=== Information shown ===
━━━━

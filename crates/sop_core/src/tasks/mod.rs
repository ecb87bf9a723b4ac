//! Procedure verification: the task tree, its declarative task list and
//! the orchestrator wiring pours to leaves.

mod config;
mod orchestrator;
mod tree;

pub use config::{
    build_procedure, load_task_list, parse_task_list, PourTask, ProcedurePlan, TaskConfigError,
    TaskListEntry, TaskLogic, TaskType, ROOT_TASK_NAME,
};
pub use orchestrator::{
    Presentation, ProcedureOutcome, TaskOrchestrator, DEFAULT_RESET_DELAY_SECONDS,
};
pub use tree::{Task, TaskError, TaskEvent, TaskId, TaskStatus, TaskTree};

#[cfg(test)]
pub(crate) use orchestrator::test_presentation;
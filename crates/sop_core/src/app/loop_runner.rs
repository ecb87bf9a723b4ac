use std::collections::VecDeque;
use std::thread;
use std::time::{Duration, Instant};

use tracing::{info, warn};

use crate::interaction::{InputSignal, Mode};
use crate::session::{Session, SessionError};
use crate::tasks::{Presentation, ProcedureOutcome};
use crate::world::{EntityId, SteppedWorld, Vec3};

#[derive(Debug, Clone)]
pub struct LoopConfig {
    pub target_tps: u32,
    pub max_ticks: u64,
    /// Sleep between ticks so a run takes wall-clock time.
    pub realtime: bool,
}

impl Default for LoopConfig {
    fn default() -> Self {
        Self {
            target_tps: 60,
            max_ticks: 60 * 60 * 5,
            realtime: false,
        }
    }
}

/// One step of scripted or recorded input.
#[derive(Debug, Clone, PartialEq)]
pub enum FeedCommand {
    Input(InputSignal),
    SwitchMode(Mode),
    /// Teleports an entity, standing in for tracked controllers and hands.
    Place { entity: EntityId, position: Vec3 },
}

pub trait InputFeed {
    /// Commands due at `tick`, in delivery order.
    fn commands_for_tick(&mut self, tick: u64) -> Vec<FeedCommand>;
    fn is_exhausted(&self) -> bool;
}

/// Commands keyed by the tick they fire on. Late commands fire on the next
/// polled tick.
#[derive(Debug, Default)]
pub struct ScheduledFeed {
    pending: VecDeque<(u64, FeedCommand)>,
}

impl ScheduledFeed {
    pub fn new(mut commands: Vec<(u64, FeedCommand)>) -> Self {
        commands.sort_by_key(|(tick, _)| *tick);
        Self {
            pending: commands.into(),
        }
    }

    pub fn len(&self) -> usize {
        self.pending.len()
    }

    pub fn is_empty(&self) -> bool {
        self.pending.is_empty()
    }
}

impl InputFeed for ScheduledFeed {
    fn commands_for_tick(&mut self, tick: u64) -> Vec<FeedCommand> {
        let mut due = Vec::new();
        while self
            .pending
            .front()
            .is_some_and(|(scheduled, _)| *scheduled <= tick)
        {
            if let Some((_, command)) = self.pending.pop_front() {
                due.push(command);
            }
        }
        due
    }

    fn is_exhausted(&self) -> bool {
        self.pending.is_empty()
    }
}

#[derive(Debug, Clone, Copy, PartialEq, Eq)]
pub enum StopReason {
    FeedExhausted,
    TickLimit,
}

#[derive(Debug, Clone, PartialEq)]
pub struct SessionReport {
    pub ticks_run: u64,
    pub outcomes: Vec<ProcedureOutcome>,
    pub final_mode: Mode,
    pub stopped_by: StopReason,
}

/// Fixed-step headless loop: feed input, advance the world, deliver its
/// signals, then tick the session.
pub fn run_session<W: SteppedWorld>(
    config: &LoopConfig,
    session: &mut Session,
    world: &mut W,
    presentation: &mut dyn Presentation,
    feed: &mut dyn InputFeed,
) -> Result<SessionReport, SessionError> {
    let target_tps = config.target_tps.max(1);
    let fixed_dt = Duration::from_secs_f64(1.0 / target_tps as f64);
    let fixed_dt_seconds = fixed_dt.as_secs_f32();
    info!(
        target_tps,
        max_ticks = config.max_ticks,
        realtime = config.realtime,
        "session_started"
    );

    let mut ticks_run = 0u64;
    let mut stopped_by = StopReason::TickLimit;
    while ticks_run < config.max_ticks {
        let tick_started = Instant::now();

        for command in feed.commands_for_tick(ticks_run) {
            apply_command(command, session, world, presentation)?;
        }
        for signal in world.advance(fixed_dt_seconds) {
            session.on_world_signal(&signal, world, presentation)?;
        }
        session.tick(fixed_dt_seconds, world, presentation)?;
        ticks_run = ticks_run.saturating_add(1);

        if feed.is_exhausted() && session.is_idle() {
            stopped_by = StopReason::FeedExhausted;
            break;
        }
        if config.realtime {
            thread::sleep(compute_pace_sleep(tick_started.elapsed(), fixed_dt));
        }
    }

    if stopped_by == StopReason::TickLimit {
        warn!(max_ticks = config.max_ticks, "session_tick_limit_reached");
    }
    let report = SessionReport {
        ticks_run,
        outcomes: session.orchestrator().history().to_vec(),
        final_mode: session.interaction().mode(),
        stopped_by,
    };
    info!(
        ticks = report.ticks_run,
        attempts = report.outcomes.len(),
        stopped_by = ?report.stopped_by,
        "session_finished"
    );
    Ok(report)
}

fn apply_command<W: SteppedWorld>(
    command: FeedCommand,
    session: &mut Session,
    world: &mut W,
    presentation: &mut dyn Presentation,
) -> Result<(), SessionError> {
    match command {
        FeedCommand::Input(signal) => session.handle_input(&signal, world, presentation),
        FeedCommand::SwitchMode(mode) => session
            .switch_mode(mode, world, presentation)
            .map(|_| ()),
        FeedCommand::Place { entity, position } => {
            world.set_position(entity, position);
            Ok(())
        }
    }
}

fn compute_pace_sleep(elapsed: Duration, target: Duration) -> Duration {
    target.saturating_sub(elapsed)
}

━━━━

=== Brief ===
Output all of the data again, exactly.

=== Expected output ===
filename crates/sop_core/src/tasks/mod.rs
repository ecb87bf9a723b4ac
//! Procedure verification: the task tree, its declarative task list and
//! the orchestrator wiring pours to leaves.

mod config;
mod orchestrator;
mod tree;

pub use config::{
    build_procedure, load_task_list, parse_task_list, PourTask, ProcedurePlan, TaskConfigError,
    TaskListEntry, TaskLogic, TaskType, ROOT_TASK_NAME,
};
pub use orchestrator::{
    Presentation, ProcedureOutcome, TaskOrchestrator, DEFAULT_RESET_DELAY_SECONDS,
};
pub use tree::{Task, TaskError, TaskEvent, TaskId, TaskStatus, TaskTree};

#[cfg(test)]
pub(crate) use orchestrator::test_presentation;
filename crates/sop_core/src/app/loop_runner.rs
repository ecb87bf9a723b4ac
use std::collections::VecDeque;
use std::thread;
use std::time::{Duration, Instant};

use tracing::{info, warn};

use crate::interaction::{InputSignal, Mode};
use crate::session::{Session, SessionError};
use crate::tasks::{Presentation, ProcedureOutcome};
use crate::world::{EntityId, SteppedWorld, Vec3};

#[derive(Debug, Clone)]
pub struct LoopConfig {
    pub target_tps: u32,
    pub max_ticks: u64,
    /// Sleep between ticks so a run takes wall-clock time.
    pub realtime: bool,
}

impl Default for LoopConfig {
    fn default() -> Self {
        Self {
            target_tps: 60,
            max_ticks: 60 * 60 * 5,
            realtime: false,
        }
    }
}

/// One step of scripted or recorded input.
#[derive(Debug, Clone, PartialEq)]
pub enum FeedCommand {
    Input(InputSignal),
    SwitchMode(Mode),
    /// Teleports an entity, standing in for tracked controllers and hands.
    Place { entity: EntityId, position: Vec3 },
}

pub trait InputFeed {
    /// Commands due at `tick`, in delivery order.
    fn commands_for_tick(&mut self, tick: u64) -> Vec<FeedCommand>;
    fn is_exhausted(&self) -> bool;
}

/// Commands keyed by the tick they fire on. Late commands fire on the next
/// polled tick.
#[derive(Debug, Default)]
pub struct ScheduledFeed {
    pending: VecDeque<(u64, FeedCommand)>,
}

impl ScheduledFeed {
    pub fn new(mut commands: Vec<(u64, FeedCommand)>) -> Self {
        commands.sort_by_key(|(tick, _)| *tick);
        Self {
            pending: commands.into(),
        }
    }

    pub fn len(&self) -> usize {
        self.pending.len()
    }

    pub fn is_empty(&self) -> bool {
        self.pending.is_empty()
    }
}

impl InputFeed for ScheduledFeed {
    fn commands_for_tick(&mut self, tick: u64) -> Vec<FeedCommand> {
        let mut due = Vec::new();
        while self
            .pending
            .front()
            .is_some_and(|(scheduled, _)| *scheduled <= tick)
        {
            if let Some((_, command)) = self.pending.pop_front() {
                due.push(command);
            }
        }
        due
    }

    fn is_exhausted(&self) -> bool {
        self.pending.is_empty()
    }
}

#[derive(Debug, Clone, Copy, PartialEq, Eq)]
pub enum StopReason {
    FeedExhausted,
    TickLimit,
}

#[derive(Debug, Clone, PartialEq)]
pub struct SessionReport {
    pub ticks_run: u64,
    pub outcomes: Vec<ProcedureOutcome>,
    pub final_mode: Mode,
    pub stopped_by: StopReason,
}

/// Fixed-step headless loop: feed input, advance the world, deliver its
/// signals, then tick the session.
pub fn run_session<W: SteppedWorld>(
    config: &LoopConfig,
    session: &mut Session,
    world: &mut W,
    presentation: &mut dyn Presentation,
    feed: &mut dyn InputFeed,
) -> Result<SessionReport, SessionError> {
    let target_tps = config.target_tps.max(1);
    let fixed_dt = Duration::from_secs_f64(1.0 / target_tps as f64);
    let fixed_dt_seconds = fixed_dt.as_secs_f32();
    info!(
        target_tps,
        max_ticks = config.max_ticks,
        realtime = config.realtime,
        "session_started"
    );

    let mut ticks_run = 0u64;
    let mut stopped_by = StopReason::TickLimit;
    while ticks_run < config.max_ticks {
        let tick_started = Instant::now();

        for command in feed.commands_for_tick(ticks_run) {
            apply_command(command, session, world, presentation)?;
        }
        for signal in world.advance(fixed_dt_seconds) {
            session.on_world_signal(&signal, world, presentation)?;
        }
        session.tick(fixed_dt_seconds, world, presentation)?;
        ticks_run = ticks_run.saturating_add(1);

        if feed.is_exhausted() && session.is_idle() {
            stopped_by = StopReason::FeedExhausted;
            break;
        }
        if config.realtime {
            thread::sleep(compute_pace_sleep(tick_started.elapsed(), fixed_dt));
        }
    }

    if stopped_by == StopReason::TickLimit {
        warn!(max_ticks = config.max_ticks, "session_tick_limit_reached");
    }
    let report = SessionReport {
        ticks_run,
        outcomes: session.orchestrator().history().to_vec(),
        final_mode: session.interaction().mode(),
        stopped_by,
    };
    info!(
        ticks = report.ticks_run,
        attempts = report.outcomes.len(),
        stopped_by = ?report.stopped_by,
        "session_finished"
    );
    Ok(report)
}

fn apply_command<W: SteppedWorld>(
    command: FeedCommand,
    session: &mut Session,
    world: &mut W,
    presentation: &mut dyn Presentation,
) -> Result<(), SessionError> {
    match command {
        FeedCommand::Input(signal) => session.handle_input(&signal, world, presentation),
        FeedCommand::SwitchMode(mode) => session
            .switch_mode(mode, world, presentation)
            .map(|_| ()),
        FeedCommand::Place { entity, position } => {
            world.set_position(entity, position);
            Ok(())
        }
    }
}

fn compute_pace_sleep(elapsed: Duration, target: Duration) -> Duration {
    target.saturating_sub(elapsed)
}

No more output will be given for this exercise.